At ElixirConf 2018, Boyd Multerer finally announced Scenic, his Elixir-native UI. Since I’ve been dabbling in the same space, I thought it’d be interesting to write up a quick post.

First, let’s make one thing clear: Scenic is a pretty much finished, ready to go product, and looking at the company Boyd is setting up, I wouldn’t be surprised if he plans to make his living that way. Uderzo is a half-baked, unfinished idea. I’m very much comparing apples and onion seeds here. If you want something that’s ready to roll, use Scenic and stop reading. The biggest difference between Scenic and Uderzo is that Scenic has been created by someone competent and experienced in this particular area :)

Having said that… some random remarks:

Both frameworks try to be OTP native and both don’t trust OpenGL/NanoVG in that the rendering code lives in a separate executable. Both indeed use NanoVG.

..and the similarities pretty much stop there. I think there are two major differences between the two systems:

  1. Uderzo’s use of Clixir makes it very fluid where your code goes - in the port executable or in native Elixir; there’s no difference between “privileged” native code and user code, and that’s on purpose as I wanted to created something malleable and extensible. Clixir enables me to do something akin to what Squeak Smalltalk does for the whole VM: write it in Smalltalk but a subset that can be compiled to C code. Clixir, frankly, is the more important bit of the system to me and most likely where I’m gonna primarily focus my efforts as it is applicable in more areas than just graphics.

  2. Scenic is a high-ish-level “retained mode” library where you define scenes and let some machinery work out what needs to happen; Uderzo is (again, on purpose) very low level and close to the metal with just NanoVG (optionally) in between; “immediate mode” is apparently the label to apply there (there’s some room for confusion there as OpenGL uses the words slightly differently from how I think Boyd uses them; in any case, in Scenic, the library manages and renders the model; in Uderzo, that is your job).

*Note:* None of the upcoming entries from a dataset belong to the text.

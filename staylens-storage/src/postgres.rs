//! PostgreSQL-backed insight store and feedback reader (deadpool pool).

use crate::{FeedbackSource, InsightStore, InsightWrite, Invalidation, StoreStats};
use async_trait::async_trait;
use deadpool_postgres::{Config, ManagerConfig, Pool, PoolConfig, RecyclingMethod, Runtime};
use serde_json::Value as JsonValue;
use staylens_core::{
    Analysis, FeedbackItem, InsightRecord, Issue, ItemId, ItemKind, ListingId, PostgresConfig,
    QualityRating, StaylensError, StaylensResult, StorageError, Timestamp,
};
use thiserror::Error;
use tokio_postgres::{GenericClient, NoTls};
use tracing::debug;

const SCHEMA: &str = r#"
CREATE TABLE IF NOT EXISTS processed_items (
    id           BIGSERIAL PRIMARY KEY,
    listing_id   TEXT NOT NULL,
    kind         TEXT NOT NULL,
    item_id      TEXT NOT NULL,
    analyzed_at  TIMESTAMPTZ NOT NULL,
    UNIQUE (listing_id, kind, item_id)
);
CREATE INDEX IF NOT EXISTS idx_processed_items_listing
    ON processed_items (listing_id, kind);

CREATE TABLE IF NOT EXISTS listing_insights (
    listing_id               TEXT PRIMARY KEY,
    quality_rating           TEXT,
    issues                   JSONB NOT NULL DEFAULT '[]'::jsonb,
    action_items             JSONB NOT NULL DEFAULT '[]'::jsonb,
    last_updated             TIMESTAMPTZ NOT NULL,
    total_reviews_analyzed   BIGINT NOT NULL DEFAULT 0,
    total_messages_analyzed  BIGINT NOT NULL DEFAULT 0
);

CREATE TABLE IF NOT EXISTS reviews (
    id          TEXT PRIMARY KEY,
    listing_id  TEXT NOT NULL,
    content     TEXT NOT NULL,
    rating      DOUBLE PRECISION,
    created_at  TIMESTAMPTZ NOT NULL
);

CREATE TABLE IF NOT EXISTS messages (
    id          TEXT PRIMARY KEY,
    listing_id  TEXT NOT NULL,
    sender      TEXT,
    content     TEXT NOT NULL,
    created_at  TIMESTAMPTZ NOT NULL
);
"#;

/// Errors raised by the Postgres backend.
#[derive(Debug, Error)]
pub enum PostgresStoreError {
    #[error("Failed to create pool: {0}")]
    CreatePool(#[from] deadpool_postgres::CreatePoolError),

    #[error("Pool error: {0}")]
    Pool(#[from] deadpool_postgres::PoolError),

    #[error("Postgres error: {0}")]
    Postgres(#[from] tokio_postgres::Error),

    #[error("Invalid JSON column: {0}")]
    Json(#[from] serde_json::Error),

    #[error("Unknown quality rating {0:?}")]
    Rating(String),
}

impl PostgresStoreError {
    fn during(self, operation: &str) -> StaylensError {
        let reason = self.to_string();
        StaylensError::Storage(match self {
            PostgresStoreError::CreatePool(_) | PostgresStoreError::Pool(_) => {
                StorageError::ConnectionFailed { reason }
            }
            _ => StorageError::QueryFailed {
                operation: operation.to_string(),
                reason,
            },
        })
    }
}

impl From<PostgresStoreError> for StaylensError {
    fn from(e: PostgresStoreError) -> Self {
        e.during("postgres")
    }
}

/// Postgres insight store.
#[derive(Clone)]
pub struct PostgresStore {
    pool: Pool,
}

impl std::fmt::Debug for PostgresStore {
    fn fmt(&self, f: &mut std::fmt::Formatter<'_>) -> std::fmt::Result {
        f.debug_struct("PostgresStore")
            .field("pool_size", &self.pool.status().size)
            .finish()
    }
}

impl PostgresStore {
    pub fn new(pool: Pool) -> Self {
        Self { pool }
    }

    /// Build a connection pool from configuration. No connection is made
    /// until the first query.
    pub fn from_config(config: &PostgresConfig) -> StaylensResult<Self> {
        let mut cfg = Config::new();
        cfg.host = Some(config.host.clone());
        cfg.port = Some(config.port);
        cfg.dbname = Some(config.dbname.clone());
        cfg.user = Some(config.user.clone());
        cfg.password = Some(config.password.clone());
        cfg.manager = Some(ManagerConfig {
            recycling_method: RecyclingMethod::Fast,
        });
        let mut pool_cfg = PoolConfig::new(config.max_size);
        pool_cfg.timeouts.wait = Some(config.timeout);
        pool_cfg.timeouts.create = Some(config.timeout);
        pool_cfg.timeouts.recycle = Some(config.timeout);
        cfg.pool = Some(pool_cfg);

        let pool = cfg
            .create_pool(Some(Runtime::Tokio1), NoTls)
            .map_err(|e| PostgresStoreError::from(e).during("create_pool"))?;
        Ok(Self::new(pool))
    }

    async fn client(&self) -> Result<deadpool_postgres::Object, PostgresStoreError> {
        Ok(self.pool.get().await?)
    }

    async fn delete_listing<C: GenericClient + Sync>(
        client: &C,
        listing_id: &ListingId,
    ) -> Result<Invalidation, PostgresStoreError> {
        let processed_removed = client
            .execute(
                "DELETE FROM processed_items WHERE listing_id = $1",
                &[&listing_id.as_str()],
            )
            .await?;
        let records_removed = client
            .execute(
                "DELETE FROM listing_insights WHERE listing_id = $1",
                &[&listing_id.as_str()],
            )
            .await?;
        Ok(Invalidation {
            processed_removed,
            record_removed: records_removed > 0,
        })
    }

    async fn insert_processed<C: GenericClient + Sync>(
        client: &C,
        listing_id: &ListingId,
        kind: ItemKind,
        item_ids: &[ItemId],
        analyzed_at: &Timestamp,
    ) -> Result<u64, PostgresStoreError> {
        if item_ids.is_empty() {
            return Ok(0);
        }
        let inserted = client
            .execute(
                "INSERT INTO processed_items (listing_id, kind, item_id, analyzed_at)
                 SELECT $1::text, $2::text, ids.item_id, $4::timestamptz
                 FROM UNNEST($3::text[]) AS ids(item_id)
                 ON CONFLICT (listing_id, kind, item_id) DO NOTHING",
                &[&listing_id.as_str(), &kind.as_str(), &item_ids, analyzed_at],
            )
            .await?;
        Ok(inserted)
    }

    async fn write_record<C: GenericClient + Sync>(
        client: &C,
        record: &InsightRecord,
    ) -> Result<(), PostgresStoreError> {
        let issues = serde_json::to_value(&record.analysis.issues)?;
        let action_items = serde_json::to_value(&record.analysis.action_items)?;
        let rating = record.analysis.quality_rating.map(|r| r.as_str());
        let reviews = i64::try_from(record.total_reviews_analyzed).unwrap_or(i64::MAX);
        let messages = i64::try_from(record.total_messages_analyzed).unwrap_or(i64::MAX);

        client
            .execute(
                "INSERT INTO listing_insights (
                     listing_id, quality_rating, issues, action_items, last_updated,
                     total_reviews_analyzed, total_messages_analyzed)
                 VALUES ($1, $2, $3, $4, $5, $6, $7)
                 ON CONFLICT (listing_id) DO UPDATE SET
                     quality_rating = EXCLUDED.quality_rating,
                     issues = EXCLUDED.issues,
                     action_items = EXCLUDED.action_items,
                     last_updated = EXCLUDED.last_updated,
                     total_reviews_analyzed = EXCLUDED.total_reviews_analyzed,
                     total_messages_analyzed = EXCLUDED.total_messages_analyzed",
                &[
                    &record.listing_id.as_str(),
                    &rating,
                    &issues,
                    &action_items,
                    &record.last_updated,
                    &reviews,
                    &messages,
                ],
            )
            .await?;
        Ok(())
    }

    async fn apply(&self, write: &InsightWrite) -> Result<(), PostgresStoreError> {
        let mut client = self.client().await?;
        let tx = client.transaction().await?;
        if write.invalidate {
            Self::delete_listing(&*tx, &write.listing_id).await?;
        }
        if let Some(record) = &write.record {
            Self::write_record(&*tx, record).await?;
        }
        for kind in ItemKind::ALL {
            let ids = write.processed_of(kind);
            Self::insert_processed(&*tx, &write.listing_id, kind, &ids, &write.analyzed_at).await?;
        }
        tx.commit().await?;
        Ok(())
    }

    async fn read_record(
        &self,
        listing_id: &ListingId,
    ) -> Result<Option<InsightRecord>, PostgresStoreError> {
        let client = self.client().await?;
        let row = client
            .query_opt(
                "SELECT quality_rating, issues, action_items, last_updated,
                        total_reviews_analyzed, total_messages_analyzed
                 FROM listing_insights WHERE listing_id = $1",
                &[&listing_id.as_str()],
            )
            .await?;

        let Some(row) = row else {
            return Ok(None);
        };

        let rating: Option<String> = row.try_get(0)?;
        let quality_rating = match rating {
            None => None,
            Some(raw) => Some(
                QualityRating::parse_lenient(&raw).ok_or(PostgresStoreError::Rating(raw))?,
            ),
        };
        let issues: Vec<Issue> = serde_json::from_value(row.try_get::<_, JsonValue>(1)?)?;
        let action_items: Vec<String> = serde_json::from_value(row.try_get::<_, JsonValue>(2)?)?;
        let reviews: i64 = row.try_get(4)?;
        let messages: i64 = row.try_get(5)?;

        Ok(Some(InsightRecord {
            listing_id: listing_id.clone(),
            analysis: Analysis {
                quality_rating,
                issues,
                action_items,
            },
            last_updated: row.try_get(3)?,
            total_reviews_analyzed: u64::try_from(reviews).unwrap_or(0),
            total_messages_analyzed: u64::try_from(messages).unwrap_or(0),
        }))
    }
}

#[async_trait]
impl FeedbackSource for PostgresStore {
    async fn list_items(
        &self,
        listing_id: &ListingId,
        kind: ItemKind,
        since: Timestamp,
        limit: usize,
    ) -> StaylensResult<Vec<FeedbackItem>> {
        let limit = i64::try_from(limit).unwrap_or(i64::MAX);
        let sql = match kind {
            ItemKind::Review => {
                "SELECT id::text, listing_id::text, content, rating::float8, NULL::text, created_at
                 FROM reviews
                 WHERE listing_id::text = $1 AND created_at >= $2
                 ORDER BY created_at DESC LIMIT $3"
            }
            ItemKind::Message => {
                "SELECT id::text, listing_id::text, content, NULL::float8, sender, created_at
                 FROM messages
                 WHERE listing_id::text = $1 AND created_at >= $2
                 ORDER BY created_at DESC LIMIT $3"
            }
        };

        let read = async {
            let client = self.client().await?;
            let rows = client
                .query(sql, &[&listing_id.as_str(), &since, &limit])
                .await?;
            rows.iter()
                .map(|row| -> Result<FeedbackItem, PostgresStoreError> {
                    let rating: Option<f64> = row.try_get(3)?;
                    Ok(FeedbackItem {
                        item_id: row.try_get(0)?,
                        kind,
                        listing_id: ListingId::new(row.try_get::<_, String>(1)?),
                        content: row.try_get(2)?,
                        rating: rating.map(|r| r as f32),
                        sender: row.try_get(4)?,
                        created_at: row.try_get(5)?,
                    })
                })
                .collect::<Result<Vec<FeedbackItem>, PostgresStoreError>>()
        };

        read.await.map_err(|e| e.during("list_items"))
    }
}

#[async_trait]
impl InsightStore for PostgresStore {
    async fn init_schema(&self) -> StaylensResult<()> {
        let client = self.client().await.map_err(|e| e.during("init_schema"))?;
        client.batch_execute(SCHEMA).await.map_err(|e| {
            StaylensError::Storage(StorageError::SchemaInitFailed {
                reason: e.to_string(),
            })
        })?;
        debug!("postgres schema ready");
        Ok(())
    }

    async fn processed_ids(
        &self,
        listing_id: &ListingId,
        kind: ItemKind,
    ) -> StaylensResult<Vec<ItemId>> {
        let read = async {
            let client = self.client().await?;
            let rows = client
                .query(
                    "SELECT item_id FROM processed_items WHERE listing_id = $1 AND kind = $2",
                    &[&listing_id.as_str(), &kind.as_str()],
                )
                .await?;
            rows.iter()
                .map(|row| row.try_get::<_, String>(0).map_err(PostgresStoreError::from))
                .collect::<Result<Vec<ItemId>, PostgresStoreError>>()
        };
        read.await.map_err(|e| e.during("processed_ids"))
    }

    async fn insight_get(&self, listing_id: &ListingId) -> StaylensResult<Option<InsightRecord>> {
        self.read_record(listing_id).await.map_err(|e| match e {
            PostgresStoreError::Json(_) | PostgresStoreError::Rating(_) => {
                StaylensError::Storage(StorageError::CorruptedRecord {
                    listing_id: listing_id.clone(),
                    reason: e.to_string(),
                })
            }
            other => other.during("insight_get"),
        })
    }

    async fn mark_processed(
        &self,
        listing_id: &ListingId,
        kind: ItemKind,
        item_ids: &[ItemId],
        analyzed_at: Timestamp,
    ) -> StaylensResult<u64> {
        let run = async {
            let client = self.client().await?;
            Self::insert_processed(&**client, listing_id, kind, item_ids, &analyzed_at).await
        };
        run.await.map_err(|e| e.during("mark_processed"))
    }

    async fn invalidate(&self, listing_id: &ListingId) -> StaylensResult<Invalidation> {
        let run = async {
            let mut client = self.client().await?;
            let tx = client.transaction().await?;
            let outcome = Self::delete_listing(&*tx, listing_id).await?;
            tx.commit().await?;
            Ok::<_, PostgresStoreError>(outcome)
        };
        run.await.map_err(|e| e.during("invalidate"))
    }

    async fn commit(&self, write: &InsightWrite) -> StaylensResult<()> {
        self.apply(write).await.map_err(|e| {
            StaylensError::Storage(StorageError::TransactionFailed {
                reason: e.to_string(),
            })
        })
    }

    async fn stats(&self) -> StaylensResult<StoreStats> {
        let read = async {
            let client = self.client().await?;
            let row = client
                .query_one(
                    "SELECT (SELECT COUNT(*) FROM processed_items),
                            (SELECT COUNT(*) FROM listing_insights)",
                    &[],
                )
                .await?;
            let processed: i64 = row.try_get(0)?;
            let insights: i64 = row.try_get(1)?;
            Ok::<_, PostgresStoreError>(StoreStats {
                processed_items: u64::try_from(processed).unwrap_or(0),
                listing_insights: u64::try_from(insights).unwrap_or(0),
            })
        };
        read.await.map_err(|e| e.during("stats"))
    }
}

// ============================================================================
// TESTS
// ============================================================================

Summarizing: Uderzo is neat for low level tinkerers who want to have full control and don’t mind some hardware dependencies - I’m not a graphics programmer, but I guess that the low level will also make it more suitable for games; Scenic seems to me perfect for people who just need to get things working and where the UI is more a means than an end. Both play nice with OTP and therefore should be robust; given that at the end of the day, the “scary” native bits are handled similarly, my hunch is that they should be equally robust. I for one am happy that Scenic is there

  • there’s now a good option for Elixir-native UIs on small devices and one that looks like it’ll get a decent amount of support and community.